Мое одиночество становилось силой, сконцентрированной внутри меня, моя неудовлетворенная чувственность преображалась в творческую энергию. На протяжении всей моей жизни некоторые "сильные" образы должны были мне сопутствовать. В годы моей одинокой юности я все их преодолел. Это должно было послужить мне уроком.

В один прекрасный день студия закипела. Мадам Нижинская только что прислала телеграмму, которую я сохранил: "С. П. Дягилев просит для укомплектования своей труппы пять лучших учеников мадам Нижинской". Они были указаны. Пятый не явился. Мой энтузиазм подсказал решение: я поеду вместе с другими.

Я не буду описывать испытанные мной муки, страхи, опасности, когда я пересекал границу под пулями, цепляясь за вагон. Руки так свело холодом, что это даже помогло мне не сорваться. Не буду описывать и охватившую сердце радость, когда я оказался на "другой стороне". Не буду повторять то, о чем рассказал мой друг Жозеф Кессель в книге "Бешенство" ("La rage au ventre", об этом рассказал и я сам в моей книге "О времени, когда я голодал"). Не буду описывать подробности моего бегства. Они не так уж важны, потому что у меня была цель.

13 января 1923 года я уже был в Париже перед Сергеем Дягилевым.

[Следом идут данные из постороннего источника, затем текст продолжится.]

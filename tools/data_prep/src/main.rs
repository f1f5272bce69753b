use std::fs::File;
use std::io::{BufWriter, Write};
use std::path::PathBuf;
use clap::Parser;
use rand::rngs::StdRng;
use rand::{Rng, SeedableRng};

const MAX_DRAWS_PER_SAMPLE: usize = 10_000;

/// Writes a linearly separable two-class CSV: label in column 0, features after.
#[derive(Parser)]
struct Cli {
    #[arg(short, long)]
    output: PathBuf,
    #[arg(short, long, default_value_t = 200)]
    samples: usize,
    #[arg(short, long, default_value_t = 2)]
    features: usize,
    #[arg(long, default_value_t = 42)]
    seed: u64,
    /// Points closer than this to the separating hyperplane are redrawn
    #[arg(long, default_value_t = 0.2)]
    margin: f32,
}

/// Points lie in [-2, 2]^n, so no distance to the hyperplane exceeds
/// 2 * sqrt(n).
fn check_margin(features: usize, margin: f32) -> anyhow::Result<()> {
    let reach = 2.0 * (features as f32).sqrt();
    anyhow::ensure!(
        (0.0..reach).contains(&margin),
        "margin must be in [0, {:.3}) for {} features, got {}",
        reach,
        features,
        margin
    );
    Ok(())
}

fn main() -> anyhow::Result<()> {
    let cli = Cli::parse();
    anyhow::ensure!(cli.features > 0, "need at least one feature column");
    check_margin(cli.features, cli.margin)?;

    if let Some(parent) = cli.output.parent().filter(|p| !p.as_os_str().is_empty()) {
        std::fs::create_dir_all(parent)?;
    }

    let mut rng = StdRng::seed_from_u64(cli.seed);
    // The class is the sign of the projection onto a random normal.
    let normal: Vec<f32> = (0..cli.features).map(|_| rng.gen_range(-1.0..1.0)).collect();
    let norm = normal.iter().map(|w| w * w).sum::<f32>().sqrt().max(f32::EPSILON);

    let mut writer = BufWriter::new(File::create(&cli.output)?);
    let mut counts = [0usize; 2];
    let mut written = 0;
    let max_draws = cli.samples.saturating_mul(MAX_DRAWS_PER_SAMPLE).max(MAX_DRAWS_PER_SAMPLE);
    let mut draws = 0;
    while written < cli.samples {
        draws += 1;
        anyhow::ensure!(
            draws <= max_draws,
            "only {} of {} samples cleared margin {} after {} draws",
            written,
            cli.samples,
            cli.margin,
            max_draws
        );
        let point: Vec<f32> = (0..cli.features).map(|_| rng.gen_range(-2.0..2.0)).collect();
        let distance = point.iter().zip(&normal).map(|(x, w)| x * w).sum::<f32>() / norm;
        if distance.abs() < cli.margin {
            continue;
        }
        let label = usize::from(distance > 0.0);
        counts[label] += 1;

        let row: Vec<String> = point.iter().map(|v| format!("{:.5}", v)).collect();
        writeln!(writer, "{},{}", label, row.join(","))?;
        written += 1;
    }
    writer.flush()?;

    println!(
        "Wrote {} samples ({} class 0, {} class 1) to {:?}",
        written, counts[0], counts[1], cli.output
    );
    Ok(())
}
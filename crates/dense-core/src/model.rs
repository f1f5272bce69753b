use std::fmt;

use crate::backend::{Backend, Minibatch, ParamInit, StepStats};
use crate::config::{validate_chain, LayerSpec, ModelConfig};
use crate::error::{ClassifierError, Result};

pub(crate) fn weight_name(index: usize) -> String {
    format!("layer{}_weight", index)
}

pub(crate) fn bias_name(index: usize) -> String {
    format!("layer{}_bias", index)
}

/// Dense layer: `activation(weight · x + bias)`.
pub struct Layer<B: Backend> {
    pub spec: LayerSpec,
    pub weight: B::Param,
    pub bias: B::Param,
}

/// Weight and bias values of one layer, row-major.
#[derive(Debug, Clone, PartialEq)]
pub struct LayerParameters {
    pub weight: Vec<f32>,
    pub bias: Vec<f32>,
}

/// A stack of dense layers together with the backend holding their parameters.
pub struct Model<B: Backend> {
    backend: B,
    layers: Vec<Layer<B>>,
}

impl<B: Backend> Model<B> {
    /// Rebuilds a model from stored parameter values. `parameters` must line
    /// up with `specs` one-to-one.
    pub fn from_parameters(
        mut backend: B,
        specs: &[LayerSpec],
        parameters: &[LayerParameters],
    ) -> Result<Self> {
        validate_chain(specs)?;
        if specs.len() != parameters.len() {
            return Err(ClassifierError::InvalidShape(format!(
                "{} layer specs but {} parameter sets",
                specs.len(),
                parameters.len()
            )));
        }

        let mut layers = Vec::with_capacity(specs.len());
        for (i, (spec, params)) in specs.iter().zip(parameters).enumerate() {
            let [rows, cols] = spec.weight_shape();
            if params.weight.len() != rows * cols || params.bias.len() != spec.output_dim {
                return Err(ClassifierError::InvalidShape(format!(
                    "layer {} expects {}x{} weights and {} biases, got {} and {}",
                    i,
                    rows,
                    cols,
                    spec.output_dim,
                    params.weight.len(),
                    params.bias.len()
                )));
            }
            let weight = backend.allocate_parameter(
                &weight_name(i),
                &spec.weight_shape(),
                ParamInit::Values(&params.weight),
            )?;
            let bias = backend.allocate_parameter(
                &bias_name(i),
                &[spec.output_dim],
                ParamInit::Values(&params.bias),
            )?;
            layers.push(Layer {
                spec: *spec,
                weight,
                bias,
            });
        }

        Ok(Self { backend, layers })
    }

    pub fn layers(&self) -> &[Layer<B>] {
        &self.layers
    }

    pub fn architecture(&self) -> Vec<LayerSpec> {
        self.layers.iter().map(|l| l.spec).collect()
    }

    pub fn input_dim(&self) -> usize {
        self.layers[0].spec.input_dim
    }

    pub fn output_dim(&self) -> usize {
        self.layers[self.layers.len() - 1].spec.output_dim
    }

    pub fn backend(&self) -> &B {
        &self.backend
    }

    /// Activated outputs, `rows * output_dim` values row-major.
    pub fn predict(&self, features: &[f32], rows: usize) -> Result<Vec<f32>> {
        if rows == 0 || features.len() != rows * self.input_dim() {
            return Err(ClassifierError::InvalidShape(format!(
                "expected {} rows of {} features, got {} values",
                rows,
                self.input_dim(),
                features.len()
            )));
        }
        self.backend.compute_forward(&self.layers, features, rows)
    }

    /// Index of the highest-scoring output per row.
    pub fn classify(&self, features: &[f32], rows: usize) -> Result<Vec<usize>> {
        let outputs = self.predict(features, rows)?;
        Ok(outputs
            .chunks_exact(self.output_dim())
            .map(argmax)
            .collect())
    }

    pub fn parameters(&self) -> Result<Vec<LayerParameters>> {
        self.layers
            .iter()
            .map(|layer| {
                Ok(LayerParameters {
                    weight: self.backend.parameter_values(&layer.weight)?,
                    bias: self.backend.parameter_values(&layer.bias)?,
                })
            })
            .collect()
    }

    pub fn bind_optimizer(&mut self, learning_rate: f64) -> Result<()> {
        self.backend.bind_optimizer(learning_rate)
    }

    /// Forward and backward pass for `batch`; parameters are not touched
    /// until [`Model::apply_update`].
    pub fn compute_gradients(&mut self, batch: &Minibatch) -> Result<StepStats> {
        if batch.rows == 0
            || batch.features.len() != batch.rows * self.input_dim()
            || batch.labels.len() != batch.rows * self.output_dim()
        {
            return Err(ClassifierError::InvalidShape(format!(
                "minibatch of {} rows does not fit a {} -> {} model",
                batch.rows,
                self.input_dim(),
                self.output_dim()
            )));
        }
        self.backend.compute_loss_and_gradients(&self.layers, batch)
    }

    pub fn apply_update(&mut self) -> Result<()> {
        self.backend.apply_optimizer_step()
    }
}

impl<B: Backend> fmt::Debug for Model<B> {
    fn fmt(&self, f: &mut fmt::Formatter<'_>) -> fmt::Result {
        f.debug_struct("Model")
            .field("architecture", &self.architecture())
            .finish()
    }
}

/// Index of the first largest value in `row`.
pub fn argmax(row: &[f32]) -> usize {
    row.iter()
        .enumerate()
        .fold((0, f32::NEG_INFINITY), |best, (i, &v)| {
            if v > best.1 {
                (i, v)
            } else {
                best
            }
        })
        .0
}

pub struct ModelBuilder;

impl ModelBuilder {
    /// Fresh network: ReLU hidden layers, softmax output, Glorot-uniform
    /// weights and zero biases.
    pub fn build<B: Backend>(
        mut backend: B,
        feature_dim: usize,
        label_dim: usize,
        hidden_widths: &[usize],
    ) -> Result<Model<B>> {
        let config = ModelConfig {
            hidden_widths: hidden_widths.to_vec(),
        };
        let specs = config.layer_specs(feature_dim, label_dim)?;

        let mut layers = Vec::with_capacity(specs.len());
        for (i, spec) in specs.into_iter().enumerate() {
            let weight = backend.allocate_parameter(
                &weight_name(i),
                &spec.weight_shape(),
                ParamInit::GlorotUniform,
            )?;
            let bias =
                backend.allocate_parameter(&bias_name(i), &[spec.output_dim], ParamInit::Zeros)?;
            layers.push(Layer { spec, weight, bias });
        }
        log::debug!(
            "Built dense model {} -> {:?} -> {}",
            feature_dim,
            hidden_widths,
            label_dim
        );

        Ok(Model { backend, layers })
    }
}
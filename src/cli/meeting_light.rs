mod commands;
mod utils;

use anyhow::Result;
use clap::{Parser, Subcommand};
use meeting_light_rs::StatusColor;
use tracing_subscriber::EnvFilter;

#[derive(Subcommand, Debug, Clone)]
enum EventCommands {
    /// Print the stored events
    List,
    /// Drop events that do not start today
    Purge,
    /// Merge a downloaded calendar into the store, keeping join flags
    Import { file: String },
}

#[derive(Subcommand, Debug, Clone)]
enum Commands {
    /// Discover lights on the local network
    Scan,
    /// Show the current light state
    Status,
    /// Set the light to a status color
    Set { color: StatusColor },
    /// Mark a meeting as joined and turn the light red
    Join {
        #[arg(long)]
        meeting_id: Option<String>,
    },
    /// Run one reconciliation pass against the calendar
    Reconcile,
    Events {
        #[command(subcommand)]
        command: EventCommands,
    },
}

#[derive(Parser, Debug)]
struct Params {
    /// Device cache file (cached address and alias)
    #[clap(long, env = "MEETING_LIGHT_CONFIG", default_value = "config.json")]
    config: String,
    /// Calendar events file written by the sync job
    #[clap(long, env = "MEETING_LIGHT_EVENTS", default_value = "events.json")]
    events: String,
    /// Name of the bulb, used when the cache has none
    #[clap(long, env = "MEETING_LIGHT_ALIAS")]
    alias: Option<String>,
    /// Timeout for a single request to the bulb
    #[clap(long, default_value = "5")]
    timeout_secs: u64,

    #[command(subcommand)]
    command: Commands,
}

#[tokio::main]
async fn main() -> Result<()> {
    tracing_subscriber::fmt()
        .with_env_filter(EnvFilter::from_default_env())
        .init();

    let params = Params::parse();

    match &params.command.clone() {
        Commands::Scan => commands::scan(params).await?,
        Commands::Status => commands::status(params).await?,
        Commands::Set { color } => commands::set_color(params, *color).await?,
        Commands::Join { meeting_id } => commands::join(params, meeting_id.as_deref()).await?,
        Commands::Reconcile => commands::reconcile(params).await?,
        Commands::Events { command } => match command {
            EventCommands::List => commands::list_events(params)?,
            EventCommands::Purge => commands::purge_events(params)?,
            EventCommands::Import { file } => commands::import_events(params, file)?,
        },
    }

    Ok(())
}
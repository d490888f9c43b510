use serde::{Deserialize, Serialize};
use std::fmt;
use std::str::FromStr;

/// The four meeting states the bulb can signal, each bound to a hue.
#[derive(Debug, Clone, Copy, PartialEq, Eq, Hash, Serialize, Deserialize)]
#[serde(rename_all = "lowercase")]
pub enum StatusColor {
    /// Red: the user joined a meeting.
    Joined,
    /// Green: nothing going on.
    Free,
    /// Blue: a meeting starts soon.
    Upcoming,
    /// Purple: a meeting is running and the user has not joined.
    Ongoing,
}

impl StatusColor {
    pub const ALL: [StatusColor; 4] = [
        StatusColor::Joined,
        StatusColor::Free,
        StatusColor::Upcoming,
        StatusColor::Ongoing,
    ];

    pub fn hue(&self) -> u16 {
        match self {
            StatusColor::Joined => 0,
            StatusColor::Free => 120,
            StatusColor::Upcoming => 240,
            StatusColor::Ongoing => 300,
        }
    }

    /// Maps an observed hue back to a status; any other hue is a manual color.
    pub fn from_hue(hue: u16) -> Option<Self> {
        Self::ALL.into_iter().find(|c| c.hue() == hue)
    }

    pub fn as_str(&self) -> &'static str {
        match self {
            StatusColor::Joined => "joined",
            StatusColor::Free => "free",
            StatusColor::Upcoming => "upcoming",
            StatusColor::Ongoing => "ongoing",
        }
    }
}

impl fmt::Display for StatusColor {
    fn fmt(&self, f: &mut fmt::Formatter<'_>) -> fmt::Result {
        f.write_str(self.as_str())
    }
}

impl FromStr for StatusColor {
    type Err = String;

    fn from_str(s: &str) -> Result<Self, Self::Err> {
        match s.to_lowercase().as_str() {
            "joined" | "in" | "red" => Ok(StatusColor::Joined),
            "free" | "out" | "green" => Ok(StatusColor::Free),
            "upcoming" | "blue" => Ok(StatusColor::Upcoming),
            "ongoing" | "purple" => Ok(StatusColor::Ongoing),
            _ => Err(format!(
                "Invalid color '{}'. Valid options: joined, free, upcoming, ongoing",
                s
            )),
        }
    }
}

О моем отъезде я известил только мою мать, которую видел тогда в последний раз. В минуту прощания она благословила меня, и я увидел в ее глазах такой испуг, что этот взгляд постоянно преследует меня. Ее взгляд - такой чистый, такой скорбный, такой волнующий - до странности напомнил мне взгляд той лани, которую я, совсем еще мальчишка, убил стянутым у отца ружьем, когда она пришла напиться и стояла вблизи от меня. То была единственная жизнь, которую я когда-либо отнял, и я не могу забыть, как, умирая, она с глазами, застланными слезами, лизнула мне руку.